Top of EXTRACTED ENTRIES
//! Lottery Engine - weighted perk selection and pity evaluation
//!
//! Pure: no I/O, no clock. The RNG is a type parameter so the orchestrator can
//! run on an entropy-seeded generator while tests and benches replay a fixed
//! `Xoshiro256PlusPlus` seed.

use rand::Rng;
use rand::SeedableRng;
use rand_xoshiro::Xoshiro256PlusPlus;
use std::sync::Arc;
use tracing::debug;

use crate::catalog::{CatalogSnapshot, Perk};
use crate::error::{PerkError, PerkResult};

/// Default number of cumulative draws that forces a guaranteed-tier hit
pub const DEFAULT_PITY_THRESHOLD: i64 = 500;

/// Index of the winner for a roll in `[0, total_weight)`.
///
/// The winner is the first perk whose running weight sum strictly exceeds
/// `roll`, so zero-weight perks are never chosen while any weight is positive.
/// `None` when no perk carries weight.
pub fn select_weighted(perks: &[Arc<Perk>], roll: f64) -> Option<usize> {
    let mut running = 0.0;
    let mut last_positive = None;
    for (i, perk) in perks.iter().enumerate() {
        if perk.draw_weight <= 0.0 {
            continue;
        }
        running += perk.draw_weight;
        last_positive = Some(i);
        if roll < running {
            return Some(i);
        }
    }
    // Float rounding can leave `roll` a hair above the final sum
    last_positive
}

/// Random source for perk and level draws
pub struct Lottery<R: Rng> {
    rng: R,
}

impl Lottery<Xoshiro256PlusPlus> {
    pub fn seeded(seed: u64) -> Self {
        Self::new(Xoshiro256PlusPlus::seed_from_u64(seed))
    }

    pub fn from_entropy() -> Self {
        Self::seeded(rand::random())
    }
}

impl<R: Rng> Lottery<R> {
    pub fn new(rng: R) -> Self {
        Self { rng }
    }

    /// Draw a perk. With a guaranteed tier that has members the pick is uniform
    /// within the tier; otherwise it is weighted over the whole catalog.
    pub fn draw_perk<'a>(
        &mut self,
        catalog: &'a CatalogSnapshot,
        guarantee_tier: Option<&str>,
    ) -> PerkResult<&'a Arc<Perk>> {
        let perks = catalog.perks();
        if perks.is_empty() {
            return Err(PerkError::CatalogEmpty);
        }

        if let Some(tier) = guarantee_tier {
            let tier_perks = catalog.in_category(tier);
            if !tier_perks.is_empty() {
                let pick = tier_perks[self.rng.gen_range(0..tier_perks.len())];
                debug!(perk = %pick.id, tier, "Guaranteed tier draw");
                return Ok(pick);
            }
            debug!(tier, "Guaranteed tier has no perks, using weighted draw");
        }

        let total = catalog.total_weight();
        if total <= 0.0 || !total.is_finite() {
            return Ok(&perks[self.rng.gen_range(0..perks.len())]);
        }

        let roll = self.rng.gen_range(0.0..total);
        let index = select_weighted(perks, roll).unwrap_or(0);
        Ok(&perks[index])
    }

    /// Uniform over the defined levels; a perk without levels is level 1
    pub fn draw_level(&mut self, perk: &Perk) -> u32 {
        let levels = perk.level_numbers();
        if levels.is_empty() {
            return 1;
        }
        levels[self.rng.gen_range(0..levels.len())]
    }
}

/// Result of evaluating pity for one roll sequence
#[derive(Debug, Clone, Copy, PartialEq, Eq)]
pub struct PityOutcome {
    pub guaranteed: bool,
    pub next_pity: i64,
}

/// Cumulative-draw guarantee, evaluated once per sequence
#[derive(Debug, Clone, Copy, PartialEq, Eq)]
pub struct PityPolicy {
    pub threshold: i64,
}

impl Default for PityPolicy {
    fn default() -> Self {
        Self {
            threshold: DEFAULT_PITY_THRESHOLD,
        }
    }
}

impl PityPolicy {
    pub fn new(threshold: i64) -> Self {
        Self { threshold }
    }

    pub fn evaluate(&self, pity: i64, draw_count: i64) -> PityOutcome {
        let reached = pity.max(0).saturating_add(draw_count.max(0));
        if reached >= self.threshold {
            PityOutcome {
                guaranteed: true,
                next_pity: 0,
            }
        } else {
            PityOutcome {
                guaranteed: false,
                next_pity: reached,
            }
        }
    }
}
Bottom of EXTRACTED ENTRIES
(ACTIVITY) Each record must be duplicated exactly, with none missing.

(EXERCISE RESPONSE)
//! Lottery Engine - weighted perk selection and pity evaluation
//!
//! Pure: no I/O, no clock. The RNG is a type parameter so the orchestrator can
//! run on an entropy-seeded generator while tests and benches replay a fixed
//! `Xoshiro256PlusPlus` seed.

use rand::Rng;
use rand::SeedableRng;
use rand_xoshiro::Xoshiro256PlusPlus;
use std::sync::Arc;
use tracing::debug;

use crate::catalog::{CatalogSnapshot, Perk};
use crate::error::{PerkError, PerkResult};

/// Default number of cumulative draws that forces a guaranteed-tier hit
pub const DEFAULT_PITY_THRESHOLD: i64 = 500;

/// Index of the winner for a roll in `[0, total_weight)`.
///
/// The winner is the first perk whose running weight sum strictly exceeds
/// `roll`, so zero-weight perks are never chosen while any weight is positive.
/// `None` when no perk carries weight.
pub fn select_weighted(perks: &[Arc<Perk>], roll: f64) -> Option<usize> {
    let mut running = 0.0;
    let mut last_positive = None;
    for (i, perk) in perks.iter().enumerate() {
        if perk.draw_weight <= 0.0 {
            continue;
        }
        running += perk.draw_weight;
        last_positive = Some(i);
        if roll < running {
            return Some(i);
        }
    }
    // Float rounding can leave `roll` a hair above the final sum
    last_positive
}

/// Random source for perk and level draws
pub struct Lottery<R: Rng> {
    rng: R,
}

impl Lottery<Xoshiro256PlusPlus> {
    pub fn seeded(seed: u64) -> Self {
        Self::new(Xoshiro256PlusPlus::seed_from_u64(seed))
    }

    pub fn from_entropy() -> Self {
        Self::seeded(rand::random())
    }
}

impl<R: Rng> Lottery<R> {
    pub fn new(rng: R) -> Self {
        Self { rng }
    }

    /// Draw a perk. With a guaranteed tier that has members the pick is uniform
    /// within the tier; otherwise it is weighted over the whole catalog.
    pub fn draw_perk<'a>(
        &mut self,
        catalog: &'a CatalogSnapshot,
        guarantee_tier: Option<&str>,
    ) -> PerkResult<&'a Arc<Perk>> {
        let perks = catalog.perks();
        if perks.is_empty() {
            return Err(PerkError::CatalogEmpty);
        }

        if let Some(tier) = guarantee_tier {
            let tier_perks = catalog.in_category(tier);
            if !tier_perks.is_empty() {
                let pick = tier_perks[self.rng.gen_range(0..tier_perks.len())];
                debug!(perk = %pick.id, tier, "Guaranteed tier draw");
                return Ok(pick);
            }
            debug!(tier, "Guaranteed tier has no perks, using weighted draw");
        }

        let total = catalog.total_weight();
        if total <= 0.0 || !total.is_finite() {
            return Ok(&perks[self.rng.gen_range(0..perks.len())]);
        }

        let roll = self.rng.gen_range(0.0..total);
        let index = select_weighted(perks, roll).unwrap_or(0);
        Ok(&perks[index])
    }

    /// Uniform over the defined levels; a perk without levels is level 1
    pub fn draw_level(&mut self, perk: &Perk) -> u32 {
        let levels = perk.level_numbers();
        if levels.is_empty() {
            return 1;
        }
        levels[self.rng.gen_range(0..levels.len())]
    }
}

/// Result of evaluating pity for one roll sequence
#[derive(Debug, Clone, Copy, PartialEq, Eq)]
pub struct PityOutcome {
    pub guaranteed: bool,
    pub next_pity: i64,
}

/// Cumulative-draw guarantee, evaluated once per sequence
#[derive(Debug, Clone, Copy, PartialEq, Eq)]
pub struct PityPolicy {
    pub threshold: i64,
}

impl Default for PityPolicy {
    fn default() -> Self {
        Self {
            threshold: DEFAULT_PITY_THRESHOLD,
        }
    }
}

impl PityPolicy {
    pub fn new(threshold: i64) -> Self {
        Self { threshold }
    }

    pub fn evaluate(&self, pity: i64, draw_count: i64) -> PityOutcome {
        let reached = pity.max(0).saturating_add(draw_count.max(0));
        if reached >= self.threshold {
            PityOutcome {
                guaranteed: true,
                next_pity: 0,
            }
        } else {
            PityOutcome {
                guaranteed: false,
                next_pity: reached,
            }
        }
    }
}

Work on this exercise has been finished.